* _The problem_: Find every line in the records below that contains "chrono", and copy it.

* _Material for this task_:
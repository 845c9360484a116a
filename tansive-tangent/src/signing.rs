//! Client-side request signing for Tangent → Catalog Server calls.
//!
//! The inverse of `tansive_server::tangent_auth::TangentAuth`: that extractor rebuilds the same
//! canonical string and verifies it against a registered public key, so this module must produce
//! byte-for-byte the same string on the signing side — method, raw path, raw query, raw body,
//! timestamp, newline-joined.

use base64::engine::general_purpose::URL_SAFE_NO_PAD as BASE64URL;
use base64::Engine as _;
use ed25519_dalek::{Signer, SigningKey};

/// `X-TangentID`, `X-Tangent-Signature-Timestamp`, `X-Tangent-Signature` for one outgoing request.
pub struct SignedHeaders {
    pub tangent_id: String,
    pub timestamp: String,
    pub signature: String,
}

/// A tangent's identity and signing key for CS-bound requests.
pub struct TangentIdentity {
    pub tangent_id: String,
    pub signing_key: SigningKey,
}

impl TangentIdentity {
    pub fn from_hex(tangent_id: impl Into<String>, private_key_hex: &str) -> Result<Self, String> {
        let bytes = hex::decode(private_key_hex).map_err(|e| format!("signing key is not valid hex: {e}"))?;
        let array: [u8; 32] = bytes.try_into().map_err(|_| "signing key must be 32 bytes".to_string())?;
        Ok(Self { tangent_id: tangent_id.into(), signing_key: SigningKey::from_bytes(&array) })
    }

    /// Sign `method`/`path`/`query`/`body` for "now" and return the headers to attach.
    ///
    /// `path` must already start with `/`; normalize on the caller side so it matches the
    /// server's `parts.uri.path()` exactly. `body` must be the exact bytes sent on the wire —
    /// the server recomputes the canonical string from the bytes it actually received.
    pub fn sign(&self, method: &str, path: &str, query: Option<&str>, body: &[u8]) -> SignedHeaders {
        let timestamp = chrono::Utc::now().to_rfc3339();
        let mut canonical = Vec::with_capacity(body.len() + method.len() + path.len() + 64);
        canonical.extend_from_slice(method.as_bytes());
        canonical.push(b'\n');
        canonical.extend_from_slice(path.as_bytes());
        canonical.push(b'\n');
        canonical.extend_from_slice(query.unwrap_or("").as_bytes());
        canonical.push(b'\n');
        canonical.extend_from_slice(body);
        canonical.push(b'\n');
        canonical.extend_from_slice(timestamp.as_bytes());
        let signature = self.signing_key.sign(&canonical);
        SignedHeaders {
            tangent_id: self.tangent_id.clone(),
            timestamp,
            signature: BASE64URL.encode(signature.to_bytes()),
        }
    }
}

#[cfg(test)]
mod tests {
    use super::*;
    use ed25519_dalek::{Signature, Verifier, VerifyingKey};

    #[test]
    fn signed_canonical_string_verifies_against_the_public_key() {
        let key_bytes = [7u8; 32];
        let identity = TangentIdentity::from_hex("tg-1", &hex::encode(key_bytes)).unwrap();
        let body = br#"{"session_id":"s1"}"#;
        let headers = identity.sign("POST", "/sessions/execution-state", None, body);

        let canonical = format!("POST\n/sessions/execution-state\n\n{}\n{}", std::str::from_utf8(body).unwrap(), headers.timestamp);
        let verifying_key = VerifyingKey::from(&identity.signing_key);
        let sig_bytes: [u8; 64] = base64::engine::general_purpose::URL_SAFE_NO_PAD.decode(&headers.signature).unwrap().try_into().unwrap();
        verifying_key.verify(canonical.as_bytes(), &Signature::from_bytes(&sig_bytes)).unwrap();
    }

    #[test]
    fn timestamp_header_is_rfc3339() {
        let identity = TangentIdentity::from_hex("tg-1", &hex::encode([7u8; 32])).unwrap();
        let headers = identity.sign("POST", "/sessions/execution-state", None, b"{}");
        chrono::DateTime::parse_from_rfc3339(&headers.timestamp).expect("timestamp must be RFC3339");
    }
}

* _Exercise output_:
        let timestamp = chrono::Utc::now().to_rfc3339();
        chrono::DateTime::parse_from_rfc3339(&headers.timestamp).expect("timestamp must be RFC3339");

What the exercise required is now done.